====== SOURCE DATA ======
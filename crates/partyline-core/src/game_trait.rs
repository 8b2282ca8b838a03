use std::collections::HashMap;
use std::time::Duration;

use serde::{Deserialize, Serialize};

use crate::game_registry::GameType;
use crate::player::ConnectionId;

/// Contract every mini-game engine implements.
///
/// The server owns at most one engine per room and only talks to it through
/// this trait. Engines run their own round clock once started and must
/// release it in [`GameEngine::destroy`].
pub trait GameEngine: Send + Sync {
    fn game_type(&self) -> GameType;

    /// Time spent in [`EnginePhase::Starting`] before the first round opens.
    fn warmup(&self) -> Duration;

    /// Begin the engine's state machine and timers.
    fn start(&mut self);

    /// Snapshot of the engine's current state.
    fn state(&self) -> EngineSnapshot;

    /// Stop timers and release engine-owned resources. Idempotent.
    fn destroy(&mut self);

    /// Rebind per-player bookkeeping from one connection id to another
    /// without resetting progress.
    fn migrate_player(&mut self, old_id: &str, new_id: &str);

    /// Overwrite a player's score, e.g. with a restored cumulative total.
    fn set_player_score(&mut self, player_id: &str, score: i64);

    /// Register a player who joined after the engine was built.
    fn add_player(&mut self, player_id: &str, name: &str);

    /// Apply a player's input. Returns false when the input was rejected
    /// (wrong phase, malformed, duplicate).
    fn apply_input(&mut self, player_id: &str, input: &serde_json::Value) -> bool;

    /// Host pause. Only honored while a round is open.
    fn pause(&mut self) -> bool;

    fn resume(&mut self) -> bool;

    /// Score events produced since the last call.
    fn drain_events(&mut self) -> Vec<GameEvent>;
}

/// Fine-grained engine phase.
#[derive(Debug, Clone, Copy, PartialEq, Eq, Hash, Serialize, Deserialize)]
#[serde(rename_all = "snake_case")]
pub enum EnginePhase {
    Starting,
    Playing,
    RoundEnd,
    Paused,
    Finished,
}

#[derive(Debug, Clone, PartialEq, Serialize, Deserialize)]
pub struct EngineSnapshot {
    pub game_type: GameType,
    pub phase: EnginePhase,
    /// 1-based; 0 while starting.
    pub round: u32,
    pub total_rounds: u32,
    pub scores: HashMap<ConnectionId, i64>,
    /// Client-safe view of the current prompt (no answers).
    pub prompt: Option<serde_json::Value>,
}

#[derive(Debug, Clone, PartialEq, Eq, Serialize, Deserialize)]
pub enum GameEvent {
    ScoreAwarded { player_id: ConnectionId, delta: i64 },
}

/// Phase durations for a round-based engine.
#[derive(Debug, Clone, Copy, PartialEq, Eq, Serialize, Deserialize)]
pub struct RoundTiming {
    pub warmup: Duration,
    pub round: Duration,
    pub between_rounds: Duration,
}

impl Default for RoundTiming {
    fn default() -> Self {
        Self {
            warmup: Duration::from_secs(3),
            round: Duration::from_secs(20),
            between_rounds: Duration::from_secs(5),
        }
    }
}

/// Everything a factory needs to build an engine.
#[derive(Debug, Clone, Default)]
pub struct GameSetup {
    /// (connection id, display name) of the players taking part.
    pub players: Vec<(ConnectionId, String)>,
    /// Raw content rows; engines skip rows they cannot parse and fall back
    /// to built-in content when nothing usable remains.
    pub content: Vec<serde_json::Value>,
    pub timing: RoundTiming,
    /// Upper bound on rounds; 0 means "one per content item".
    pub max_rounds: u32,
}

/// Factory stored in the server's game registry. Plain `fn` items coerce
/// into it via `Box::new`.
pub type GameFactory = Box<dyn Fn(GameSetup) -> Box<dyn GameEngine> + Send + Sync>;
======
#### WHAT TO DO:
How many lines of the entries above include the word "built"? Answer with the number only.

#### YOUR SOLUTION:
2